Colombia’s Marxist National Liberation Army (ELN) released several soldiers last week in the Arauca province, and they are believed to be holding an additional six security force members and ten civilians hostage. Although the ELN stated that they were going to “release the hostages regardless,” the ELN described the terms of Duque’s negotiations unacceptable. Liberation of hostages was not one of the preconditions for negotiation talks, stated the rebel group.
What is the ELN?
The ELN is an armed group involved in the ongoing Colombian armed conflict, which has existed in the country and region since 1964. The ELN advocates for the communist ideology of Marxism and general liberation theology. As of 2016, there were an approximate 2,500 active members.

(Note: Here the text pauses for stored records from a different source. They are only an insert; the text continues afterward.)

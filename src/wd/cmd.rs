use crate::wd::log::event;
use crate::wd::MAX_APP_NAME_LENGTH;

/// One decoded datagram. Start/Stop/Restart are reserved wire vocabulary:
/// the parser accepts them but the supervisor loop does not act on them.
#[derive(Debug, Clone, PartialEq, Eq)]
pub enum NetCommand {
    Heartbeat { pid: i32 },
    Start(String),
    Stop(String),
    Restart(String),
    Unknown,
}

/// Actions the loop applies, regardless of which source produced them
/// (UDP datagram, rendezvous file, OS signal, reboot scheduler).
#[derive(Debug, Clone, Copy, PartialEq, Eq)]
pub enum Action {
    Heartbeat { pid: i32 },
    StartApp(usize),
    StopApp(usize),
    RestartApp(usize),
    ExitNormal,
    Restart,
    Reboot,
}

/// strtol-style scan: leading non-numeric bytes are skipped, a sign directly
/// before the digits is honored (and makes the PID invalid downstream).
fn parse_number(data: &[u8]) -> Option<i64> {
    let mut i = 0;
    while i < data.len() && !data[i].is_ascii_digit() && data[i] != b'-' {
        i += 1;
    }
    let neg = i < data.len() && data[i] == b'-';
    if neg {
        i += 1;
    }
    let start = i;
    let mut val: i64 = 0;
    while i < data.len() && data[i].is_ascii_digit() {
        val = val.checked_mul(10)?.checked_add((data[i] - b'0') as i64)?;
        i += 1;
    }
    if i == start {
        return None;
    }
    Some(if neg { -val } else { val })
}

fn name_arg(data: &[u8]) -> String {
    let raw = &data[1..data.len().min(MAX_APP_NAME_LENGTH)];
    String::from_utf8_lossy(raw).trim_end_matches('\0').to_string()
}

/// Hex + printable rendering of a rejected datagram, bounded so a hostile
/// sender cannot blow up the log.
fn dump(data: &[u8]) -> String {
    let bounded = &data[..data.len().min(MAX_APP_NAME_LENGTH)];
    let printable: String = bounded
        .iter()
        .map(|&b| if (32..127).contains(&b) { b as char } else { '.' })
        .collect();
    let hex: Vec<String> = bounded.iter().map(|b| format!("{b:02X}")).collect();
    format!("{printable} | {}", hex.join(" "))
}

pub fn parse(data: &[u8]) -> NetCommand {
    if data.is_empty() {
        return NetCommand::Unknown;
    }
    match data[0] {
        b'p' => match parse_number(data) {
            Some(n) if n > 0 && n < i32::MAX as i64 => NetCommand::Heartbeat { pid: n as i32 },
            _ => {
                event("cmd", None, format!("invalid pid in heartbeat: {}", dump(data)));
                NetCommand::Unknown
            }
        },
        b'a' => NetCommand::Start(name_arg(data)),
        b'o' => NetCommand::Stop(name_arg(data)),
        b'r' => NetCommand::Restart(name_arg(data)),
        _ => {
            event("cmd", None, format!("unknown command received: {}", dump(data)));
            NetCommand::Unknown
        }
    }
}

#[cfg(test)]
mod tests {
    use super::*;

    #[test]
    fn heartbeat_parses_a_plain_pid() {
        assert_eq!(parse(b"p1234"), NetCommand::Heartbeat { pid: 1234 });
    }

    #[test]
    fn pid_zero_is_invalid() {
        assert_eq!(parse(b"p0"), NetCommand::Unknown);
    }

    #[test]
    fn negative_pid_is_invalid() {
        assert_eq!(parse(b"p-1"), NetCommand::Unknown);
    }

    #[test]
    fn pid_must_fit_int32() {
        assert_eq!(parse(b"p2147483647"), NetCommand::Unknown);
        assert_eq!(parse(b"p2147483646"), NetCommand::Heartbeat { pid: 2147483646 });
        assert_eq!(parse(b"p99999999999999999999"), NetCommand::Unknown);
    }

    #[test]
    fn heartbeat_with_no_digits_is_invalid() {
        assert_eq!(parse(b"p"), NetCommand::Unknown);
        assert_eq!(parse(b"pabc"), NetCommand::Unknown);
    }

    #[test]
    fn reserved_verbs_decode_names() {
        assert_eq!(parse(b"aBot"), NetCommand::Start("Bot".into()));
        assert_eq!(parse(b"oBot"), NetCommand::Stop("Bot".into()));
        assert_eq!(parse(b"rBot"), NetCommand::Restart("Bot".into()));
    }

    #[test]
    fn reserved_verb_names_are_bounded() {
        let mut data = vec![b'a'];
        data.extend(std::iter::repeat(b'x').take(100));
        let NetCommand::Start(name) = parse(&data) else {
            panic!("expected start");
        };
        assert!(name.len() < MAX_APP_NAME_LENGTH);
    }

    #[test]
    fn unknown_first_byte_is_discarded() {
        assert_eq!(parse(b"zzz"), NetCommand::Unknown);
        assert_eq!(parse(b""), NetCommand::Unknown);
    }
}
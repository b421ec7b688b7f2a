use crate::wd::app::AppTable;
use crate::wd::log::event;

impl AppTable {
    /// Stamp "heard from now"; called on spawn, restart and every valid heartbeat.
    pub fn heartbeat_update(&mut self, i: usize) {
        let now = self.clock.mono_secs();
        self.apps[i].last_heartbeat = now;
    }

    /// Seconds since the last stamp. Can be negative if the clock misbehaved;
    /// callers treat that as an anomaly, not a sample.
    pub fn heartbeat_elapsed(&self, i: usize) -> i64 {
        self.clock.mono_secs() - self.apps[i].last_heartbeat
    }

    /// Timeout decision for one tick. The first heartbeat after a spawn gets
    /// max(interval, delay) seconds; established heartbeats get the interval.
    pub fn heartbeat_timed_out(&mut self, i: usize) -> bool {
        let now = self.clock.mono_secs();
        let app = &mut self.apps[i];
        if !app.started {
            return false;
        }
        if app.heartbeat_interval == 0 {
            return false;
        }
        let elapsed = now - app.last_heartbeat;
        if elapsed < 0 {
            event("hb", Some(&app.name), "monotonic time anomaly, resetting baseline");
            app.last_heartbeat = now;
            return false;
        }
        let threshold = if app.first_heartbeat {
            app.heartbeat_interval as i64
        } else {
            app.heartbeat_interval.max(app.heartbeat_delay) as i64
        };
        elapsed >= threshold
    }
}

#[cfg(test)]
mod tests {
    use crate::wd::app::{App, AppTable};
    use crate::wd::clock::Clock;
    use crate::wd::config::AppConfig;

    fn table(delay: u32, interval: u32) -> AppTable {
        let cfg = AppConfig {
            name: "Hb".into(),
            cmd: "/bin/true".into(),
            start_delay: 0,
            heartbeat_delay: delay,
            heartbeat_interval: interval,
        };
        let mut t = AppTable::new(vec![App::from_config(&cfg)], Clock::manual(1000));
        t.app_mut(0).started = true;
        t.app_mut(0).pid = 42;
        t.heartbeat_update(0);
        t
    }

    #[test]
    fn first_heartbeat_threshold_is_max_of_interval_and_delay() {
        let mut t = table(10, 3);
        // Below max(3, 10) = 10 seconds: no timeout even though interval passed.
        t.clock.advance(9);
        assert!(!t.heartbeat_timed_out(0));
        t.clock.advance(1);
        assert!(t.heartbeat_timed_out(0));
    }

    #[test]
    fn established_heartbeat_uses_interval() {
        let mut t = table(10, 3);
        t.app_mut(0).first_heartbeat = true;
        t.clock.advance(2);
        assert!(!t.heartbeat_timed_out(0));
        t.clock.advance(1);
        assert!(t.heartbeat_timed_out(0));
    }

    #[test]
    fn interval_zero_never_times_out() {
        let mut t = table(5, 0);
        t.clock.advance(100_000);
        assert!(!t.heartbeat_timed_out(0));
    }

    #[test]
    fn not_started_never_times_out() {
        let mut t = table(0, 1);
        t.app_mut(0).started = false;
        t.clock.advance(100);
        assert!(!t.heartbeat_timed_out(0));
    }

    #[test]
    fn backwards_clock_resets_baseline_without_timeout() {
        let mut t = table(0, 3);
        t.app_mut(0).first_heartbeat = true;
        t.clock.advance(-50);
        assert!(!t.heartbeat_timed_out(0));
        // Baseline was reset to "now": a full interval must elapse again.
        t.clock.advance(2);
        assert!(!t.heartbeat_timed_out(0));
        t.clock.advance(1);
        assert!(t.heartbeat_timed_out(0));
    }

    #[test]
    fn elapsed_tracks_the_manual_clock() {
        let mut t = table(0, 5);
        t.clock.advance(7);
        assert_eq!(t.heartbeat_elapsed(0), 7);
        t.heartbeat_update(0);
        assert_eq!(t.heartbeat_elapsed(0), 0);
    }
}
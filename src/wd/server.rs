use crate::wd::log::event;
use anyhow::Context as _;
use nix::sys::signal::{signal, SigHandler, Signal};
use nix::sys::socket::{self, sockopt::ReuseAddr, AddressFamily, SockFlag, SockType, SockaddrIn};
use std::io::ErrorKind;
use std::net::SocketAddr;
use std::os::fd::AsRawFd as _;
use std::time::Duration;
use tokio::net::UdpSocket;

/// Bound datagram listener used as the supervisor's tick gate.
pub struct UdpEndpoint {
    sock: UdpSocket,
    port: u16,
}

impl UdpEndpoint {
    /// Binds 0.0.0.0:port with address reuse. Also flips SIGCHLD/SIGPIPE to
    /// ignore: auto-reaped children keep the zero-signal probe accurate, and
    /// writes to dead peers must not kill the supervisor.
    pub fn bind(port: u16) -> anyhow::Result<Self> {
        unsafe {
            signal(Signal::SIGCHLD, SigHandler::SigIgn).context("ignore SIGCHLD")?;
            signal(Signal::SIGPIPE, SigHandler::SigIgn).context("ignore SIGPIPE")?;
        }

        let fd = socket::socket(
            AddressFamily::Inet,
            SockType::Datagram,
            SockFlag::SOCK_NONBLOCK | SockFlag::SOCK_CLOEXEC,
            None,
        )
        .context("create UDP socket")?;
        socket::setsockopt(&fd, ReuseAddr, &true).context("setsockopt SO_REUSEADDR")?;
        socket::bind(fd.as_raw_fd(), &SockaddrIn::new(0, 0, 0, 0, port))
            .with_context(|| format!("bind UDP port {port}"))?;

        let sock = UdpSocket::from_std(std::net::UdpSocket::from(fd))
            .context("register UDP socket with the runtime")?;
        event("udp", None, format!("server started on port {port}"));
        Ok(Self { sock, port })
    }

    /// Waits up to `timeout_ms` for a single datagram. `Ok(None)` is a quiet
    /// tick (timeout or signal wakeup); receive errors are fatal to the
    /// endpoint and terminate the supervisor loop.
    pub async fn poll(
        &self,
        timeout_ms: u64,
        buf: &mut [u8],
    ) -> anyhow::Result<Option<(usize, SocketAddr)>> {
        match tokio::time::timeout(Duration::from_millis(timeout_ms), self.sock.recv_from(buf)).await
        {
            Err(_) => Ok(None),
            Ok(Ok((len, peer))) => Ok(Some((len, peer))),
            Ok(Err(e)) if e.kind() == ErrorKind::Interrupted => Ok(None),
            Ok(Err(e)) => Err(e).context("recvfrom"),
        }
    }

    pub fn stop(self) {
        event("udp", None, format!("server on port {} stopped", self.port));
    }
}
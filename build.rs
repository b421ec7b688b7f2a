use std::env;
use std::process::Command;
use std::time::{SystemTime, UNIX_EPOCH};

fn cmd_stdout(cmd: &str, args: &[&str]) -> Option<String> {
    let out = Command::new(cmd).args(args).output().ok()?;
    if !out.status.success() {
        return None;
    }
    let s = String::from_utf8_lossy(&out.stdout).trim().to_string();
    if s.is_empty() { None } else { Some(s) }
}

fn main() {
    println!("cargo:rerun-if-changed=build.rs");

    // Prefer reproducible builds when SOURCE_DATE_EPOCH is set.
    let build_time = if let Ok(sde) = env::var("SOURCE_DATE_EPOCH") {
        format!("epoch:{sde}")
    } else {
        cmd_stdout("date", &["-u", "+%Y-%m-%dT%H:%M:%SZ"]).unwrap_or_else(|| {
            let secs = SystemTime::now()
                .duration_since(UNIX_EPOCH)
                .unwrap_or_default()
                .as_secs();
            format!("epoch:{secs}")
        })
    };

    let build_host = env::var("HOSTNAME")
        .ok()
        .filter(|s| !s.trim().is_empty())
        .or_else(|| cmd_stdout("hostname", &[]))
        .unwrap_or_else(|| "unknown".to_string());

    println!("cargo:rustc-env=PROCWATCH_BUILD_TIME={build_time}");
    println!("cargo:rustc-env=PROCWATCH_BUILD_HOST={build_host}");
}
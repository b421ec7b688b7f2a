use crate::wd::log::event;
use std::fs;
use std::io::ErrorKind;
use std::path::{Path, PathBuf};

pub const WDT_STOP: &str = "wdtstop";
pub const WDT_RESTART: &str = "wdtrestart";
pub const WDT_REBOOT: &str = "wdtreboot";

/// Presence-based operator interface: empty files in the working directory.
/// Names are lower-cased `<verb><app>`, which also makes the app-name match
/// case-insensitive. Contents are ignored; create/remove are best-effort.
pub struct FileCmd {
    dir: PathBuf,
}

impl FileCmd {
    pub fn new(dir: impl Into<PathBuf>) -> Self {
        Self { dir: dir.into() }
    }

    fn app_path(&self, verb: &str, app: &str) -> PathBuf {
        self.dir.join(format!("{verb}{app}").to_lowercase())
    }

    pub fn start_present(&self, app: &str) -> bool {
        self.app_path("start", app).exists()
    }

    /// The stop file is a latch: it is never removed by the supervisor and
    /// suppresses auto-start until the operator deletes it.
    pub fn stop_present(&self, app: &str) -> bool {
        self.app_path("stop", app).exists()
    }

    pub fn restart_present(&self, app: &str) -> bool {
        self.app_path("restart", app).exists()
    }

    pub fn remove_start(&self, app: &str) {
        remove(&self.app_path("start", app));
    }

    pub fn remove_restart(&self, app: &str) {
        remove(&self.app_path("restart", app));
    }

    /// Check-and-consume for the global wdt* files.
    pub fn take_global(&self, name: &str) -> bool {
        let p = self.dir.join(name);
        if p.exists() {
            remove(&p);
            true
        } else {
            false
        }
    }
}

fn remove(path: &Path) {
    if let Err(e) = fs::remove_file(path) {
        if e.kind() != ErrorKind::NotFound {
            event("filecmd", None, format!("cannot remove {}: {e}", path.display()));
        }
    }
}
//! Runtime self-tests behind `-t <name>`. These run in a deployed binary,
//! so fixtures go to the system temp directory, not a test harness.

use crate::wd::app::{App, AppTable};
use crate::wd::clock::Clock;
use crate::wd::cmd::{self, NetCommand};
use crate::wd::config::{load_config, AppConfig};
use crate::wd::reboot::{parse_periodic_reboot, RebootPolicy};
use crate::wd::stats::{StatRecord, StatsStore, RAW_LEN, STATS_MAGIC};
use crate::wd::{EXIT_CONFIG, EXIT_NORMALLY};
use std::fs;
use std::path::PathBuf;

const TESTS: &[(&str, fn() -> anyhow::Result<()>)] = &[
    ("config", test_config),
    ("cmd", test_cmd),
    ("heartbeat", test_heartbeat),
    ("reboot", test_reboot),
    ("stats", test_stats),
];

pub fn run(name: &str) -> i32 {
    if name == "list" {
        for (n, _) in TESTS {
            println!("{n}");
        }
        return EXIT_NORMALLY;
    }

    let selected: Vec<_> = if name == "all" {
        TESTS.to_vec()
    } else {
        TESTS.iter().copied().filter(|(n, _)| *n == name).collect()
    };
    if selected.is_empty() {
        eprintln!("unknown test {name:?}; use -t list");
        return EXIT_CONFIG;
    }

    let mut failed = false;
    for (n, f) in selected {
        match f() {
            Ok(()) => println!("{n}: PASS"),
            Err(e) => {
                println!("{n}: FAIL - {e:#}");
                failed = true;
            }
        }
    }
    if failed { EXIT_CONFIG } else { EXIT_NORMALLY }
}

fn scratch_dir(tag: &str) -> anyhow::Result<PathBuf> {
    let dir = std::env::temp_dir().join(format!("procwatch-selftest-{tag}-{}", std::process::id()));
    fs::create_dir_all(&dir)?;
    Ok(dir)
}

fn test_config() -> anyhow::Result<()> {
    let dir = scratch_dir("config")?;
    let path = dir.join("config.ini");
    fs::write(
        &path,
        "[processWatchdog]\n\
         udp_port = 12345\n\
         periodic_reboot = 04:00\n\
         \n\
         [app:Communicator]\n\
         start_delay = 10\n\
         heartbeat_delay = 60\n\
         heartbeat_interval = 20\n\
         cmd = /usr/bin/python test_child.py 1\n",
    )?;
    let cfg = load_config(&path);
    fs::remove_dir_all(&dir).ok();

    let cfg = cfg?;
    anyhow::ensure!(cfg.udp_port == 12345, "udp_port mismatch");
    anyhow::ensure!(
        cfg.periodic_reboot == RebootPolicy::Daily { hour: 4, min: 0 },
        "reboot policy mismatch"
    );
    anyhow::ensure!(cfg.apps.len() == 1, "expected one app");
    anyhow::ensure!(cfg.apps[0].name == "Communicator", "app name mismatch");
    anyhow::ensure!(cfg.apps[0].heartbeat_interval == 20, "interval mismatch");
    Ok(())
}

fn test_cmd() -> anyhow::Result<()> {
    anyhow::ensure!(
        cmd::parse(b"p1234") == NetCommand::Heartbeat { pid: 1234 },
        "p1234 should be a heartbeat"
    );
    anyhow::ensure!(cmd::parse(b"p0") == NetCommand::Unknown, "p0 must be invalid");
    anyhow::ensure!(cmd::parse(b"p-1") == NetCommand::Unknown, "p-1 must be invalid");
    anyhow::ensure!(cmd::parse(b"x") == NetCommand::Unknown, "x must be unknown");
    anyhow::ensure!(
        cmd::parse(b"aBot") == NetCommand::Start("Bot".into()),
        "aBot should decode as a start"
    );
    Ok(())
}

fn test_heartbeat() -> anyhow::Result<()> {
    let cfg = AppConfig {
        name: "T".into(),
        cmd: "/bin/true".into(),
        start_delay: 0,
        heartbeat_delay: 10,
        heartbeat_interval: 3,
    };
    let mut t = AppTable::new(vec![App::from_config(&cfg)], Clock::manual(0));
    t.app_mut(0).started = true;
    t.heartbeat_update(0);

    t.clock.advance(9);
    anyhow::ensure!(!t.heartbeat_timed_out(0), "first threshold is max(interval, delay)");
    t.clock.advance(1);
    anyhow::ensure!(t.heartbeat_timed_out(0), "first threshold must fire at the delay");

    t.heartbeat_update(0);
    t.app_mut(0).first_heartbeat = true;
    t.clock.advance(3);
    anyhow::ensure!(t.heartbeat_timed_out(0), "established threshold is the interval");

    t.app_mut(0).heartbeat_interval = 0;
    anyhow::ensure!(!t.heartbeat_timed_out(0), "interval 0 disables monitoring");
    Ok(())
}

fn test_reboot() -> anyhow::Result<()> {
    anyhow::ensure!(
        parse_periodic_reboot("12h") == RebootPolicy::Interval { minutes: 720 },
        "12h should be 720 minutes"
    );
    anyhow::ensure!(
        parse_periodic_reboot("junk") == RebootPolicy::Disabled,
        "junk must disable the feature"
    );
    let p = RebootPolicy::Interval { minutes: 2 };
    anyhow::ensure!(!p.due(60, (0, 0)), "one minute is not two");
    anyhow::ensure!(p.due(120, (0, 0)), "two minutes must fire");
    anyhow::ensure!(
        RebootPolicy::Daily { hour: 4, min: 0 }.due(60, (4, 0)),
        "daily must fire on the local-time match"
    );
    Ok(())
}

fn test_stats() -> anyhow::Result<()> {
    let dir = scratch_dir("stats")?;
    let names = vec!["SelfTest".to_string()];

    let result = (|| -> anyhow::Result<()> {
        let mut s = StatsStore::load(&dir, &names);
        s.on_started(0);
        s.record_heartbeat(0, 2);
        s.record_heartbeat(0, 4);
        s.persist_all();

        let s2 = StatsStore::load(&dir, &names);
        anyhow::ensure!(s2.record(0) == s.record(0), "record must round-trip");
        anyhow::ensure!(s2.record(0).avg_heartbeat_time == 3, "average mismatch");

        let mut bytes = s2.record(0).encode();
        anyhow::ensure!(bytes.len() == RAW_LEN, "raw length mismatch");
        bytes[RAW_LEN - 1] ^= 0xFF;
        fs::write(dir.join("stats_SelfTest.raw"), &bytes)?;
        let s3 = StatsStore::load(&dir, &names);
        anyhow::ensure!(s3.record(0).start_count == 0, "bad magic must zero the record");
        anyhow::ensure!(s3.record(0).magic == STATS_MAGIC, "magic must be restamped");

        anyhow::ensure!(StatRecord::decode(&bytes[..10]).is_none(), "truncation must be rejected");
        Ok(())
    })();

    fs::remove_dir_all(&dir).ok();
    result
}
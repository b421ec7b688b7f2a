use chrono::TimeZone as _;

pub fn build_host() -> &'static str {
    option_env!("PROCWATCH_BUILD_HOST").unwrap_or("unknown")
}

pub fn build_time_raw() -> &'static str {
    option_env!("PROCWATCH_BUILD_TIME").unwrap_or("unknown")
}

pub fn build_time_pretty() -> String {
    format_build_time_pretty(build_time_raw())
}

pub fn format_build_time_pretty(raw: &str) -> String {
    let raw = raw.trim();
    if let Some(epoch) = raw.strip_prefix("epoch:") {
        if let Ok(secs) = epoch.trim().parse::<i64>() {
            // Render in UTC, stable across environments.
            if let Some(dt) = chrono::DateTime::<chrono::Utc>::from_timestamp(secs, 0) {
                return dt.format("%Y-%m-%d %H:%M:%S").to_string();
            }
            return chrono::Utc
                .timestamp_opt(0, 0)
                .unwrap()
                .format("%Y-%m-%d %H:%M:%S")
                .to_string();
        }
    }

    // Common case: RFC3339 "YYYY-MM-DDTHH:MM:SSZ" -> "YYYY-MM-DD HH:MM:SS" (UTC)
    if let Ok(dt) = chrono::DateTime::parse_from_rfc3339(raw) {
        return dt
            .with_timezone(&chrono::Utc)
            .format("%Y-%m-%d %H:%M:%S")
            .to_string();
    }

    // Best-effort fallback.
    raw.replace('T', " ").trim_end_matches('Z').to_string()
}

pub fn banner() -> String {
    format!(
        "procwatch {} (built on {} at {})",
        env!("CARGO_PKG_VERSION"),
        build_host(),
        build_time_pretty()
    )
}
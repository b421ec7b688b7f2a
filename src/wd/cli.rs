use crate::wd::log::{event, init_log_file};
use crate::wd::{build_info, config, daemon, selftest, EXIT_CONFIG, EXIT_NORMALLY};
use clap::Parser;
use std::path::{Path, PathBuf};

const FILE_COMMANDS_HELP: &str = "\
File commands (empty files in the working directory):
  start<app>    spawn a stopped app, file is consumed
  stop<app>     stop an app; the file latches until removed
  restart<app>  restart an app, file is consumed
  wdtstop       exit with code 0
  wdtrestart    exit with code 2 (relaunch me)
  wdtreboot     exit with code 3 (reboot host)

Example config.ini:
  [processWatchdog]
  udp_port = 12345
  periodic_reboot = 04:00

  [app:Communicator]
  start_delay = 10
  heartbeat_delay = 60
  heartbeat_interval = 20
  cmd = /usr/bin/python test_child.py 1";

#[derive(Debug, Parser)]
#[command(
    name = "procwatch",
    about = "Starts the applications listed in the ini file and restarts them \
             when they crash or stop sending p<pid> heartbeats to the UDP port.",
    after_help = FILE_COMMANDS_HELP,
    disable_version_flag = true
)]
pub struct Args {
    /// Path to the watchdog INI config
    #[arg(short = 'i', long = "ini", default_value = "config.ini")]
    pub ini: PathBuf,

    /// Print version and exit
    #[arg(short = 'v', long = "version")]
    pub version: bool,

    /// Run a named self-test and exit ("list" shows the names)
    #[arg(short = 't', long = "test")]
    pub test: Option<String>,
}

pub async fn run() -> i32 {
    let args = Args::parse();

    if args.version {
        println!("{}", build_info::banner());
        return EXIT_NORMALLY;
    }
    if let Some(name) = args.test.as_deref() {
        return selftest::run(name);
    }

    init_log_file(Path::new("procwatch.log"));
    event("main", None, format!("started, {}", build_info::banner()));

    let cfg = match config::load_config(&args.ini) {
        Ok(cfg) => cfg,
        Err(e) => {
            event("config", None, format!("invalid configuration: {e:#}"));
            return EXIT_CONFIG;
        }
    };

    match daemon::run_daemon_async(cfg).await {
        Ok(code) => code,
        Err(e) => {
            event("main", None, format!("fatal: {e:#}"));
            EXIT_CONFIG
        }
    }
}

Duque, Colombia’s newest president who promised a hard line on rebel groups and significant economic reform for the south American country, will “not allow violence to be used as a political tool” stated the country’s High Peace Commissioner Miguel Ceballos. Former president Juan Miguel Santos had previously required hostage liberation as part of any negotiations with the group.
Official Statement from the ELN
Posted on the ELN’s official website, the group stated:
“By not recognizing the deals made with the state and adding, unilaterally, unacceptable conditions, this government is closing the negotiating table, ending the process of dialogue and the efforts made over several years by the ELN, society, the previous government and the international community”
Duque is taking a 30-day evaluation period to determine the Colombian government’s official policy on continuing official peace talks with rebel groups in the country.